___ INPUT DATA ___

//! Grid search example
//!
//! Sweeps (PCA dimensionality, Louvain resolution) pairs, scores every
//! extraction against a synthetic early-years benchmark, and writes the
//! surviving diagnostics plus the chosen assignment to JSON.

use concord::{
    write_assignment, write_diagnostics, AlgorithmSweep, BenchmarkRow, BenchmarkTable,
    ClusterEnsemble, ClusterExtractor, GridPoint, GridSearch, IndicatorTable,
};
use ndarray::Array2;
use rand::prelude::*;

fn main() -> Result<(), Box<dyn std::error::Error>> {
    let mut rng = StdRng::seed_from_u64(11);

    // 40 areas in four latent groups, 10 indicators
    let mut values = Array2::zeros((40, 10));
    for i in 0..40 {
        let center = (i / 10) as f64 * 2.5 - 4.0;
        for j in 0..10 {
            values[[i, j]] = center + rng.gen_range(-0.4..0.4);
        }
    }
    let area_codes: Vec<String> = (0..40).map(|i| format!("E07{:06}", i)).collect();
    let indicators = (0..10).map(|j| format!("indicator_{}", j)).collect();
    let table = IndicatorTable::new(area_codes.clone(), indicators, values)?;

    // Benchmark outcomes that roughly track the latent groups
    let mut rows = Vec::new();
    for (i, code) in area_codes.iter().enumerate() {
        let level = (i / 10) as f64;
        for indicator in ["point_score", "communication", "literacy"] {
            rows.push(BenchmarkRow {
                area_code: code.clone(),
                year: 2019,
                subgroup: "Total".into(),
                indicator: indicator.into(),
                score: 100.0 + 5.0 * level,
                zscore: level + rng.gen_range(-0.2..0.2),
            });
        }
    }
    let benchmark = BenchmarkTable::from_records(rows)?;

    let ensemble = ClusterEnsemble::new(vec![AlgorithmSweep::KMeans {
        n_clusters: vec![3, 4, 5, 6],
    }])
    .n_runs(5)
    .random_state(42);

    let grid = GridPoint::product(&[2, 4, 6], &[0.8, 1.0, 1.2]);
    println!("Sweeping {} grid points...", grid.len());

    let outcomes = GridSearch::new()
        .ensemble(ensemble.clone())
        .run(&table, &benchmark, &grid);

    for outcome in &outcomes {
        match &outcome.result {
            Ok(record) => println!(
                "  p = {:>2}, resolution = {:.1}: {} clusters, silhouette {:.3}",
                record.pca_components, record.resolution, record.n_clusters, record.silhouette
            ),
            Err(err) => println!(
                "  p = {:>2}, resolution = {:.1}: FAILED ({err})",
                outcome.point.pca_components, outcome.point.resolution
            ),
        }
    }

    // Keep the successful records and pick the best by silhouette
    let records: Vec<_> = outcomes.iter().filter_map(|o| o.record().cloned()).collect();
    let best = records
        .iter()
        .max_by(|a, b| a.silhouette.total_cmp(&b.silhouette))
        .expect("at least one grid point should succeed");
    println!();
    println!(
        "Best: p = {}, resolution = {} (silhouette {:.3})",
        best.pca_components, best.resolution, best.silhouette
    );

    // Re-run the winning setting and persist both artifacts
    let extraction = ClusterExtractor::new(best.pca_components, best.resolution)
        .ensemble(ensemble)
        .random_state(42)
        .extract(&table)?;

    write_diagnostics("grid_results.json", &records)?;
    write_assignment("area_clusters.json", &extraction.assignment)?;
    println!("Wrote grid_results.json and area_clusters.json");

    Ok(())
}
//! Dimensionality reduction: PCA followed by a 2-D neighbour embedding
//!
//! The ensemble clusters on the PCA output; the 2-D embedding exists only
//! so the result can be inspected on a scatter plot. Labels are never
//! derived from the embedding.

use crate::error::{Error, Result};
use crate::utils::validate_data;
use nalgebra::{DMatrix, SymmetricEigen};
use ndarray::{Array1, Array2, ArrayView2};
use rand::prelude::*;
use serde::{Deserialize, Serialize};

/// Principal component analysis via eigendecomposition of the covariance
#[derive(Debug, Clone, Serialize, Deserialize)]
pub struct Pca {
    /// Number of components to keep
    pub n_components: usize,
}

/// A fitted PCA basis
#[derive(Debug, Clone)]
pub struct PcaModel {
    /// Per-feature means subtracted before projection
    pub mean: Array1<f64>,
    /// Projection matrix, features x components
    pub components: Array2<f64>,
    /// Variance explained by each kept component
    pub explained_variance: Array1<f64>,
}

impl Pca {
    /// Create a PCA reducer keeping `n_components` dimensions
    pub fn new(n_components: usize) -> Self {
        Self { n_components }
    }

    /// Fit the basis on the data
    pub fn fit(&self, data: ArrayView2<f64>) -> Result<PcaModel> {
        validate_data(data)?;
        let (n, d) = data.dim();

        if self.n_components == 0 {
            return Err(Error::invalid_parameter("n_components must be > 0"));
        }
        if self.n_components > d {
            return Err(Error::invalid_parameter(format!(
                "n_components ({}) cannot exceed number of features ({d})",
                self.n_components
            )));
        }
        if self.n_components > n {
            return Err(Error::invalid_parameter(format!(
                "n_components ({}) cannot exceed number of observations ({n})",
                self.n_components
            )));
        }

        let mut mean = Array1::zeros(d);
        for row in data.rows() {
            mean += &row;
        }
        mean /= n as f64;

        // Covariance of the centered data
        let mut centered = DMatrix::zeros(n, d);
        for i in 0..n {
            for j in 0..d {
                centered[(i, j)] = data[[i, j]] - mean[j];
            }
        }
        let denom = if n > 1 { (n - 1) as f64 } else { 1.0 };
        let covariance = centered.transpose() * &centered / denom;

        let eigen = SymmetricEigen::new(covariance);
        let mut order: Vec<usize> = (0..d).collect();
        order.sort_by(|&a, &b| {
            eigen.eigenvalues[b]
                .partial_cmp(&eigen.eigenvalues[a])
                .unwrap_or(std::cmp::Ordering::Equal)
        });

        let mut components = Array2::zeros((d, self.n_components));
        let mut explained_variance = Array1::zeros(self.n_components);
        for (out, &src) in order.iter().take(self.n_components).enumerate() {
            explained_variance[out] = eigen.eigenvalues[src].max(0.0);
            for j in 0..d {
                components[[j, out]] = eigen.eigenvectors[(j, src)];
            }
        }

        Ok(PcaModel {
            mean,
            components,
            explained_variance,
        })
    }

    /// Fit on the data and project it in one step
    pub fn fit_transform(&self, data: ArrayView2<f64>) -> Result<Array2<f64>> {
        let model = self.fit(data)?;
        Ok(model.transform(data))
    }
}

impl PcaModel {
    /// Project data onto the fitted basis
    pub fn transform(&self, data: ArrayView2<f64>) -> Array2<f64> {
        let (n, _) = data.dim();
        let p = self.components.ncols();
        let mut out = Array2::zeros((n, p));
        for i in 0..n {
            for c in 0..p {
                let mut acc = 0.0;
                for j in 0..data.ncols() {
                    acc += (data[[i, j]] - self.mean[j]) * self.components[[j, c]];
                }
                out[[i, c]] = acc;
            }
        }
        out
    }
}

/// Fixed-bandwidth stochastic neighbour embedding into two dimensions
///
/// A deliberately small cousin of t-SNE: Gaussian input affinities with a
/// single median-distance bandwidth, Student-t low-dimensional kernel,
/// momentum gradient descent. Adequate for eyeballing a few hundred areas.
#[derive(Debug, Clone, Serialize, Deserialize)]
pub struct NeighbourEmbedding {
    /// Number of gradient descent iterations
    pub n_iter: usize,
    /// Gradient step size
    pub learning_rate: f64,
    /// Random seed for the initial layout
    pub random_state: Option<u64>,
}

impl Default for NeighbourEmbedding {
    fn default() -> Self {
        Self {
            n_iter: 300,
            learning_rate: 50.0,
            random_state: None,
        }
    }
}

impl NeighbourEmbedding {
    /// Create an embedding with default settings
    pub fn new() -> Self {
        Self::default()
    }

    /// Set the number of iterations
    pub fn n_iter(mut self, n_iter: usize) -> Self {
        self.n_iter = n_iter;
        self
    }

    /// Set the learning rate
    pub fn learning_rate(mut self, learning_rate: f64) -> Self {
        self.learning_rate = learning_rate;
        self
    }

    /// Set the random seed for reproducibility
    pub fn random_state(mut self, seed: u64) -> Self {
        self.random_state = Some(seed);
        self
    }

    /// Embed the rows of `data` into two dimensions
    pub fn embed(&self, data: ArrayView2<f64>) -> Result<Array2<f64>> {
        validate_data(data)?;
        if self.n_iter == 0 {
            return Err(Error::invalid_parameter("n_iter must be > 0"));
        }
        if self.learning_rate <= 0.0 {
            return Err(Error::invalid_parameter("learning_rate must be > 0"));
        }

        let n = data.nrows();
        if n == 1 {
            return Ok(Array2::zeros((1, 2)));
        }

        let affinities = input_affinities(data)?;

        let mut rng = StdRng::seed_from_u64(self.random_state.unwrap_or(0));
        let mut layout = Array2::zeros((n, 2));
        for v in layout.iter_mut() {
            *v = rng.gen_range(-1e-2..1e-2);
        }
        let mut velocity = Array2::<f64>::zeros((n, 2));

        for iter in 0..self.n_iter {
            // Student-t kernel over the current layout
            let mut kernel = Array2::<f64>::zeros((n, n));
            let mut kernel_sum = 0.0_f64;
            for i in 0..n {
                for j in (i + 1)..n {
                    let dx = layout[[i, 0]] - layout[[j, 0]];
                    let dy = layout[[i, 1]] - layout[[j, 1]];
                    let k = 1.0 / (1.0 + dx * dx + dy * dy);
                    kernel[[i, j]] = k;
                    kernel[[j, i]] = k;
                    kernel_sum += 2.0 * k;
                }
            }
            let kernel_sum = kernel_sum.max(1e-12);

            let momentum = if iter < 50 { 0.5 } else { 0.8 };
            for i in 0..n {
                let mut grad = [0.0, 0.0];
                for j in 0..n {
                    if i == j {
                        continue;
                    }
                    let q = (kernel[[i, j]] / kernel_sum).max(1e-12);
                    let coeff = 4.0 * (affinities[[i, j]] - q) * kernel[[i, j]];
                    grad[0] += coeff * (layout[[i, 0]] - layout[[j, 0]]);
                    grad[1] += coeff * (layout[[i, 1]] - layout[[j, 1]]);
                }
                for axis in 0..2 {
                    velocity[[i, axis]] =
                        momentum * velocity[[i, axis]] - self.learning_rate * grad[axis];
                    layout[[i, axis]] += velocity[[i, axis]];
                }
            }
        }

        Ok(layout)
    }
}

/// Symmetric, normalized Gaussian affinities with a median-distance bandwidth
fn input_affinities(data: ArrayView2<f64>) -> Result<Array2<f64>> {
    let n = data.nrows();
    let distances = crate::distance::pairwise_distances(data)?;

    let mut off_diagonal: Vec<f64> = Vec::with_capacity(n * (n - 1) / 2);
    for i in 0..n {
        for j in (i + 1)..n {
            off_diagonal.push(distances[[i, j]]);
        }
    }
    off_diagonal.sort_by(|a, b| a.partial_cmp(b).unwrap_or(std::cmp::Ordering::Equal));
    let bandwidth = off_diagonal[off_diagonal.len() / 2].max(1e-9);

    let mut affinities = Array2::zeros((n, n));
    let mut total = 0.0;
    for i in 0..n {
        for j in (i + 1)..n {
            let a = (-distances[[i, j]].powi(2) / (2.0 * bandwidth * bandwidth)).exp();
            affinities[[i, j]] = a;
            affinities[[j, i]] = a;
            total += 2.0 * a;
        }
    }
    let total = total.max(1e-12);
    affinities.mapv_inplace(|v| (v / total).max(1e-12));
    for i in 0..n {
        affinities[[i, i]] = 0.0;
    }

    Ok(affinities)
}

#[cfg(test)]
mod tests {
    use super::*;
    use ndarray::array;

    #[test]
    fn test_pca_recovers_dominant_axis() {
        // Variance lies along the first feature
        let data = array![
            [-2.0, 0.1],
            [-1.0, -0.1],
            [0.0, 0.0],
            [1.0, 0.1],
            [2.0, -0.1],
        ];
        let model = Pca::new(1).fit(data.view()).unwrap();
        // Dominant component points along x (up to sign)
        assert!(model.components[[0, 0]].abs() > 0.99);
        assert!(model.explained_variance[0] > 2.0);
    }

    #[test]
    fn test_pca_projection_shape() {
        let data = array![
            [1.0, 2.0, 3.0],
            [2.0, 3.0, 4.0],
            [5.0, 1.0, 0.0],
            [0.0, 0.0, 1.0],
        ];
        let reduced = Pca::new(2).fit_transform(data.view()).unwrap();
        assert_eq!(reduced.dim(), (4, 2));
    }

    #[test]
    fn test_pca_centers_data() {
        let data = array![[10.0, 20.0], [12.0, 22.0], [14.0, 24.0]];
        let reduced = Pca::new(1).fit_transform(data.view()).unwrap();
        let mean: f64 = reduced.column(0).sum() / 3.0;
        assert!(mean.abs() < 1e-9);
    }

    #[test]
    fn test_pca_rejects_bad_dimensions() {
        let data = array![[1.0, 2.0], [3.0, 4.0], [5.0, 6.0]];
        assert!(Pca::new(0).fit(data.view()).is_err());
        assert!(Pca::new(3).fit(data.view()).is_err());
    }

    #[test]
    fn test_embedding_shape_and_determinism() {
        let data = array![
            [0.0, 0.0],
            [0.1, 0.1],
            [5.0, 5.0],
            [5.1, 5.1],
        ];
        let embedding = NeighbourEmbedding::new().n_iter(50).random_state(3);

        let a = embedding.embed(data.view()).unwrap();
        let b = embedding.embed(data.view()).unwrap();
        assert_eq!(a.dim(), (4, 2));
        assert_eq!(a, b);
    }

    #[test]
    fn test_embedding_keeps_neighbours_close() {
        let data = array![
            [0.0, 0.0],
            [0.05, 0.05],
            [10.0, 10.0],
            [10.05, 10.05],
        ];
        let layout = NeighbourEmbedding::new()
            .n_iter(200)
            .random_state(11)
            .embed(data.view())
            .unwrap();

        let near = ((layout[[0, 0]] - layout[[1, 0]]).powi(2)
            + (layout[[0, 1]] - layout[[1, 1]]).powi(2))
        .sqrt();
        let far = ((layout[[0, 0]] - layout[[2, 0]]).powi(2)
            + (layout[[0, 1]] - layout[[2, 1]]).powi(2))
        .sqrt();
        assert!(near < far);
    }

    #[test]
    fn test_embedding_single_row() {
        let data = array![[1.0, 2.0]];
        let layout = NeighbourEmbedding::new().embed(data.view()).unwrap();
        assert_eq!(layout.dim(), (1, 2));
    }
}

___

REQUIREMENT:
Copy the lines that hold the word "usize". Take them from the records above.

WRITTEN REPLY:
    pub n_components: usize,
    pub fn new(n_components: usize) -> Self {
        let mut order: Vec<usize> = (0..d).collect();
    pub n_iter: usize,
    pub fn n_iter(mut self, n_iter: usize) -> Self {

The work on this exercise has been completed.